(Dataset entries)
▼
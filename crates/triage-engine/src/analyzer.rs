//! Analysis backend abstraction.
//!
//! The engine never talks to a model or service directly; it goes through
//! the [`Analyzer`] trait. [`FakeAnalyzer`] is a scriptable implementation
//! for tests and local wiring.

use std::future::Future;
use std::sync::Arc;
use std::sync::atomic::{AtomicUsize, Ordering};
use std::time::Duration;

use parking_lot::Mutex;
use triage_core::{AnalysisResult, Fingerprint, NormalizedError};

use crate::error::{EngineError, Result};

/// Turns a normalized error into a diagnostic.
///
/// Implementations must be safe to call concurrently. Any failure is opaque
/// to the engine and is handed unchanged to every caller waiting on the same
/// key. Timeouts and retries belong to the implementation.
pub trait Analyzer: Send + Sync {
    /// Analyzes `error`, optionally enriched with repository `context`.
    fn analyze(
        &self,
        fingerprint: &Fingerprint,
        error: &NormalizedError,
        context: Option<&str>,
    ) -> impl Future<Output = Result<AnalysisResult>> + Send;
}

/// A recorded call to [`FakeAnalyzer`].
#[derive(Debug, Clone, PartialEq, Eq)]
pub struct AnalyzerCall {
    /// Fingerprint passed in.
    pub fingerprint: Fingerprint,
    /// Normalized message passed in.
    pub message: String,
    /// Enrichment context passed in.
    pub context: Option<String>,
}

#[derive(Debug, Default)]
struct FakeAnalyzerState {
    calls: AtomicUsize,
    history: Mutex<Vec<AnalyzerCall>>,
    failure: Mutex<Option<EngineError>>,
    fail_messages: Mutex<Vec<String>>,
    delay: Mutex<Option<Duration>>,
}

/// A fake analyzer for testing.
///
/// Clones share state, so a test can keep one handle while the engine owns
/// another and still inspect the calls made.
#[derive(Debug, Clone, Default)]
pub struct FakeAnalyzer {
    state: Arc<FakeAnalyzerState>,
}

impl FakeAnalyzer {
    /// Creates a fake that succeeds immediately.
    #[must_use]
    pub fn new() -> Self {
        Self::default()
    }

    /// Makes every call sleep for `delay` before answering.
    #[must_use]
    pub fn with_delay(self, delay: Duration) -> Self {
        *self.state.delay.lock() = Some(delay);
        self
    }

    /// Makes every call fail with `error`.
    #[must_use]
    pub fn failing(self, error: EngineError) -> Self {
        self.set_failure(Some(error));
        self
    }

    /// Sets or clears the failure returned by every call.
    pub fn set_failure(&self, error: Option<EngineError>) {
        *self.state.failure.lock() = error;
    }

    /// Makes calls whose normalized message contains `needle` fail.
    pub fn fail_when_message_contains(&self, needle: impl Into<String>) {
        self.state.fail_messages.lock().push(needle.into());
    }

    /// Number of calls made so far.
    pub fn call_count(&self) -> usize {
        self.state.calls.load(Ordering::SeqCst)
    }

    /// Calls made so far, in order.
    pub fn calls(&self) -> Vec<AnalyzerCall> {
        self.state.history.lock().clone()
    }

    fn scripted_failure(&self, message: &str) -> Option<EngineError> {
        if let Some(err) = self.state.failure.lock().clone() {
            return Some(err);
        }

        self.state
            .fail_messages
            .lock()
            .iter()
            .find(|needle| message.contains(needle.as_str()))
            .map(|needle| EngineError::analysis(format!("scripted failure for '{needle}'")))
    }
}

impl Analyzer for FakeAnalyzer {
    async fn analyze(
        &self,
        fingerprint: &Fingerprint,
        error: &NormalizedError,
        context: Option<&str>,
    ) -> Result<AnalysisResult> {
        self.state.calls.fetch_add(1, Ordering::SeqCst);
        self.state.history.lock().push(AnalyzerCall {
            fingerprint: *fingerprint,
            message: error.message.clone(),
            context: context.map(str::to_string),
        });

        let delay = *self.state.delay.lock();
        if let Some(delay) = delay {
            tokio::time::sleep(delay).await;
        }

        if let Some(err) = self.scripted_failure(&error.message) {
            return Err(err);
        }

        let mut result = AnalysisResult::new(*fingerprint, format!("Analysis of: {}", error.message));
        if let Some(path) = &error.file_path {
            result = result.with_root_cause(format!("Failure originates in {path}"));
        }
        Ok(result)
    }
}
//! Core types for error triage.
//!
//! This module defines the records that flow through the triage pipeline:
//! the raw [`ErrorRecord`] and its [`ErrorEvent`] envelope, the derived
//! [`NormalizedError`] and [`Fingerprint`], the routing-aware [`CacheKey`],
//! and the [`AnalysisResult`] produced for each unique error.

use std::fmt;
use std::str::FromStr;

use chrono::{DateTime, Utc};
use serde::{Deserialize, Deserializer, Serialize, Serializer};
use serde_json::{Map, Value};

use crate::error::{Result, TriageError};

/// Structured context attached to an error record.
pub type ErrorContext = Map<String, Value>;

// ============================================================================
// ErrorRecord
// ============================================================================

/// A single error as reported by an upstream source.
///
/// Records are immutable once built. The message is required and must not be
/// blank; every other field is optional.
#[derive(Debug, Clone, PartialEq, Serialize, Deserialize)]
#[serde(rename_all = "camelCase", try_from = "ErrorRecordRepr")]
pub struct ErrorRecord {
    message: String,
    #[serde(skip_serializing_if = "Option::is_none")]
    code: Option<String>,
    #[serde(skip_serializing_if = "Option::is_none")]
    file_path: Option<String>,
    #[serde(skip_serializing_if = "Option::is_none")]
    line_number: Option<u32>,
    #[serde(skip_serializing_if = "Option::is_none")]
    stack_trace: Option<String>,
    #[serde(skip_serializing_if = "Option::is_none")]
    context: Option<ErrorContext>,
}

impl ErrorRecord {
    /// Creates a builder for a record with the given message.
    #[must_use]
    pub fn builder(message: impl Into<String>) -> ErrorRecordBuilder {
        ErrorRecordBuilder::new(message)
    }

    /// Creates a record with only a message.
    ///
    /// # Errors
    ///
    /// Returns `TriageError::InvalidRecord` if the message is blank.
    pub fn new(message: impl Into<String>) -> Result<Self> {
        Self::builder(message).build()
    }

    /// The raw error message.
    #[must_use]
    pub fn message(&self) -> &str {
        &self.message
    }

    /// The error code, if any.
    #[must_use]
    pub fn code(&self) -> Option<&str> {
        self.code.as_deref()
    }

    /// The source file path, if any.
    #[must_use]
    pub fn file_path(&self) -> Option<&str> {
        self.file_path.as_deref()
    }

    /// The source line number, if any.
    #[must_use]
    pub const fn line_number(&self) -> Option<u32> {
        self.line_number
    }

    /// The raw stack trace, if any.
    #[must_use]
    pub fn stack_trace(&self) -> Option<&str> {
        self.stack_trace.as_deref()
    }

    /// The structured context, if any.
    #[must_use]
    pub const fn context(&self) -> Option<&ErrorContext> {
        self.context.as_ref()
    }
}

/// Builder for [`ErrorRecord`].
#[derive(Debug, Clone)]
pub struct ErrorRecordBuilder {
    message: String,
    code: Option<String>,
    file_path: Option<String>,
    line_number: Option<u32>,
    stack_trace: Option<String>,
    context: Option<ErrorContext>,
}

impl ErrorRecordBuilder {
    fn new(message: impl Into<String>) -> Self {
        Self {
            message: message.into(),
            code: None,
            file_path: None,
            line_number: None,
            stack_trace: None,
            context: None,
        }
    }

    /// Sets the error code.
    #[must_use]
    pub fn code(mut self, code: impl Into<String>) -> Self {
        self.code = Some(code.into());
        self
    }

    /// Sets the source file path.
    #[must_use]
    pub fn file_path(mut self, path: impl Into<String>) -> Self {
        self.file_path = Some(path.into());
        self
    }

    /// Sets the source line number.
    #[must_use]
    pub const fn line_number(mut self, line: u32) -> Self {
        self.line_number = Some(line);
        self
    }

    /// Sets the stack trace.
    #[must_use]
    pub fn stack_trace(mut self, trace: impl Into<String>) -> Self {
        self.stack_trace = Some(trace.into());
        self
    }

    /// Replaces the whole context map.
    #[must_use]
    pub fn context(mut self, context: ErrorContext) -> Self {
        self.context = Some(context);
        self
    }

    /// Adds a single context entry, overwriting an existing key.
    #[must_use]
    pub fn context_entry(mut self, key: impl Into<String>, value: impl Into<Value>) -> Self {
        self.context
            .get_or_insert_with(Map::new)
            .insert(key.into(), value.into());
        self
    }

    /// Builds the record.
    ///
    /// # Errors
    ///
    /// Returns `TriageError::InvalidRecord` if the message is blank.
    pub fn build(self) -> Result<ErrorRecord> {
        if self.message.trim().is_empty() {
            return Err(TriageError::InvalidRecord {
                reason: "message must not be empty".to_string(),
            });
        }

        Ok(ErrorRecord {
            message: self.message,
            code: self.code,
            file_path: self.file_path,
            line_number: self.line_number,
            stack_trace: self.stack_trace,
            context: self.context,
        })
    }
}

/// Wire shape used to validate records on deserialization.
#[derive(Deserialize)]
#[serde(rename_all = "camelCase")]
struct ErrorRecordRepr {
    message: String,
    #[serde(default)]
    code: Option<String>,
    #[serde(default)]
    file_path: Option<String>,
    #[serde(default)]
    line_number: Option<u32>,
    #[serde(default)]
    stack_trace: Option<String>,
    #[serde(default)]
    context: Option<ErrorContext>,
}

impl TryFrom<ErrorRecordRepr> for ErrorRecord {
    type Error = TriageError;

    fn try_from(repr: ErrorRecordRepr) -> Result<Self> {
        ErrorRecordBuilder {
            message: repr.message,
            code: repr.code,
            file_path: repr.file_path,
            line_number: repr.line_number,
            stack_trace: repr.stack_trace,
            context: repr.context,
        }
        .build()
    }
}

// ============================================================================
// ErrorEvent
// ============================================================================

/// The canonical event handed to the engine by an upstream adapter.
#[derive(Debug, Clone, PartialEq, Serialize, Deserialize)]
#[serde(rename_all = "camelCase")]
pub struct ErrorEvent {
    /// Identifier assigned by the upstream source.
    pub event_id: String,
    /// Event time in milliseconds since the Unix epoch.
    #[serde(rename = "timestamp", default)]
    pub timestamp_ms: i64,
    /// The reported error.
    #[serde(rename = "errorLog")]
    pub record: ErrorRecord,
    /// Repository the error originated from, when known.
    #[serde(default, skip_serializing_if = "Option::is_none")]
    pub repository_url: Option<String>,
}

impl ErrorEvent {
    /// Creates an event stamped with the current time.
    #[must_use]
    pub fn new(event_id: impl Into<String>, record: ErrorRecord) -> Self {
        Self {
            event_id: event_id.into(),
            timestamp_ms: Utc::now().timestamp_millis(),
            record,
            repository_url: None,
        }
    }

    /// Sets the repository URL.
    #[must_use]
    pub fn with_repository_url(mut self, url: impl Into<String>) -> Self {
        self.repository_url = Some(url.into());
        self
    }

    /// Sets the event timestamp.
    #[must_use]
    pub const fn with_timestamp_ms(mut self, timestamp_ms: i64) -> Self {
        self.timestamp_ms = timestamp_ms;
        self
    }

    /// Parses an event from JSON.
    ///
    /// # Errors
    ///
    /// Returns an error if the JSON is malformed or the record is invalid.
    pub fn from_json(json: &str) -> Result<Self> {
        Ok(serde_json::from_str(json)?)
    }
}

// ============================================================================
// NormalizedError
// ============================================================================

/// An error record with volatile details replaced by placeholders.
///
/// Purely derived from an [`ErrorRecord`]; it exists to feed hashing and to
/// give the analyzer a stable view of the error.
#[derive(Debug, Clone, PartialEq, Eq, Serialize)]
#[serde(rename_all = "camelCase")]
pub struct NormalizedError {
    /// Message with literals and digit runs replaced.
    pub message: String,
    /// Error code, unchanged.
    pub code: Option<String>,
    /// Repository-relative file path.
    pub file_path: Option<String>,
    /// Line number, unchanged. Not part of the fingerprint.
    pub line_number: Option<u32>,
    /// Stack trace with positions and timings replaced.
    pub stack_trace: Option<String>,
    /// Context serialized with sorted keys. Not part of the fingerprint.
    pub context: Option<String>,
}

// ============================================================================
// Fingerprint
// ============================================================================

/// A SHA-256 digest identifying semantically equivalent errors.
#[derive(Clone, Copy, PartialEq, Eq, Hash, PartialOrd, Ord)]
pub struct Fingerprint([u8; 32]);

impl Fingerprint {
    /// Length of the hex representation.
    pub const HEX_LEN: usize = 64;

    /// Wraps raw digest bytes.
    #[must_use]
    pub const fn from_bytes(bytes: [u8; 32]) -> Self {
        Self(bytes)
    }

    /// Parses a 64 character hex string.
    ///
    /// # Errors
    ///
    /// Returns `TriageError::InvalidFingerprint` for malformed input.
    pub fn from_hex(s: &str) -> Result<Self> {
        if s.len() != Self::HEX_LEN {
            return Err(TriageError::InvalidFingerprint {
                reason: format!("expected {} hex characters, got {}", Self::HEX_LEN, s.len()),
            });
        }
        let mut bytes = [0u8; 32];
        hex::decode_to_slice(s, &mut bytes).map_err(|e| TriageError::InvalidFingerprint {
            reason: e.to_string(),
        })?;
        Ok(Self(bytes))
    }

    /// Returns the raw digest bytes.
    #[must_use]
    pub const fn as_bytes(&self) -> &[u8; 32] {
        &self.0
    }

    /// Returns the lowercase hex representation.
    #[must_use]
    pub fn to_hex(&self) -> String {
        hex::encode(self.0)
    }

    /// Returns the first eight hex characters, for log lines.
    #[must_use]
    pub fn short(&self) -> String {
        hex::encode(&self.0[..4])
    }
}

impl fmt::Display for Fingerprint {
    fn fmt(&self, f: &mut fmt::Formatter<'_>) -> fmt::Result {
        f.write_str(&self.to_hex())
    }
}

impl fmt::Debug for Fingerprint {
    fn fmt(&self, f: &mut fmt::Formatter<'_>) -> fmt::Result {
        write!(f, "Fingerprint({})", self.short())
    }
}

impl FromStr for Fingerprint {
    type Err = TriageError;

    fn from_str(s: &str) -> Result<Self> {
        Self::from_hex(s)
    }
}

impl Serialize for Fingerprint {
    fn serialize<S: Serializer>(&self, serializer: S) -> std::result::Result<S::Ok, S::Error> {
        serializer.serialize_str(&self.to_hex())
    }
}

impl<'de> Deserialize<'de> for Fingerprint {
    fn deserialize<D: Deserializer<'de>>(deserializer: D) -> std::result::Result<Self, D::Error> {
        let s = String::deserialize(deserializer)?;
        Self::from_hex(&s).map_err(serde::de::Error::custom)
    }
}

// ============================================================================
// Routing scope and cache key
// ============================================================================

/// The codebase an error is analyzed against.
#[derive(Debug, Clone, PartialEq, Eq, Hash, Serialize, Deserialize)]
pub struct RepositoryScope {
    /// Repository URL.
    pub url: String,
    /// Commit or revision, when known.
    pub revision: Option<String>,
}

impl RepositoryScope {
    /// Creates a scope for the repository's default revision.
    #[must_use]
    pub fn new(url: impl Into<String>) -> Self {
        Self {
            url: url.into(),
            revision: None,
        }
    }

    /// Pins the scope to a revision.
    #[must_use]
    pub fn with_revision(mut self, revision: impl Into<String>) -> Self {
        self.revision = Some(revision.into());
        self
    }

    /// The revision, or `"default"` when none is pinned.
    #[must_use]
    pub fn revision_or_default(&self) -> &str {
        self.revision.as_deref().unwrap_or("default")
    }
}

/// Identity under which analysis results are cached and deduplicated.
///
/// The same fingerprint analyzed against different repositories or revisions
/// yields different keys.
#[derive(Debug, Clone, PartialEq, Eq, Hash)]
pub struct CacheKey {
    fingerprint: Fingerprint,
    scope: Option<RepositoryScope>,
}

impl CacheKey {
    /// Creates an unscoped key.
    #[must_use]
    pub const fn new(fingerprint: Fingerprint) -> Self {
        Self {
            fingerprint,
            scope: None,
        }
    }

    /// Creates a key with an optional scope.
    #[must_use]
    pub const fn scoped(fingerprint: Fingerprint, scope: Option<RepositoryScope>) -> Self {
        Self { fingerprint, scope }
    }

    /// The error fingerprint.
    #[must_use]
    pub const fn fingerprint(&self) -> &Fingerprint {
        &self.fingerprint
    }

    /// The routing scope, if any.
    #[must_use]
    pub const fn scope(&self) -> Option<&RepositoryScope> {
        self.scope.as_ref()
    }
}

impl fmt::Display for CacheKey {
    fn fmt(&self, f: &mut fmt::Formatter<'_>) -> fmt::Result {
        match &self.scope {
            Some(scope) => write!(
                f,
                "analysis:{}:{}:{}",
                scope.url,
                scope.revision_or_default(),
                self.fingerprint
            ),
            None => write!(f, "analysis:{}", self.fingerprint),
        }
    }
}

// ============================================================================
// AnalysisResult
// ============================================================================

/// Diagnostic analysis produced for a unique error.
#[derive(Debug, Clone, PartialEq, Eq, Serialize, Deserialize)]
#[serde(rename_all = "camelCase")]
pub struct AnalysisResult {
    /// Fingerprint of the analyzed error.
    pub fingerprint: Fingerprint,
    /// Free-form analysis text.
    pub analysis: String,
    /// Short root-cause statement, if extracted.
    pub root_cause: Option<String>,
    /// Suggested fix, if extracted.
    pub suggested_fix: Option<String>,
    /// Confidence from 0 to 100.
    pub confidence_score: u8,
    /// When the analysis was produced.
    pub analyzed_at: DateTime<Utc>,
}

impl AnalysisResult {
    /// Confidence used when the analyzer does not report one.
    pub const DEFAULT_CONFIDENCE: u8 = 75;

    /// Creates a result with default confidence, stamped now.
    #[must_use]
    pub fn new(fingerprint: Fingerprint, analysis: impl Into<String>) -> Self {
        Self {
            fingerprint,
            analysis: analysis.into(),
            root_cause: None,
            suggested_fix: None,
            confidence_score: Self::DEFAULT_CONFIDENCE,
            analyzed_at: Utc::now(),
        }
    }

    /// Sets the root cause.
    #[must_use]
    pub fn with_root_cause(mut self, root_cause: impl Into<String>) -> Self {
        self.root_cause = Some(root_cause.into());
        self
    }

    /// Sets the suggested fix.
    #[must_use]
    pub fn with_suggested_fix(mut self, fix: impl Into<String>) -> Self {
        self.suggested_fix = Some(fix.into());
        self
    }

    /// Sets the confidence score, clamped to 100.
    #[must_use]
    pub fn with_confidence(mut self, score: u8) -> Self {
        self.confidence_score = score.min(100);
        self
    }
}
▲
WORK ORDER ::
Give only the count of lines in the data that include the string "extracted".

ANSWER FOR THIS EXERCISE ::
2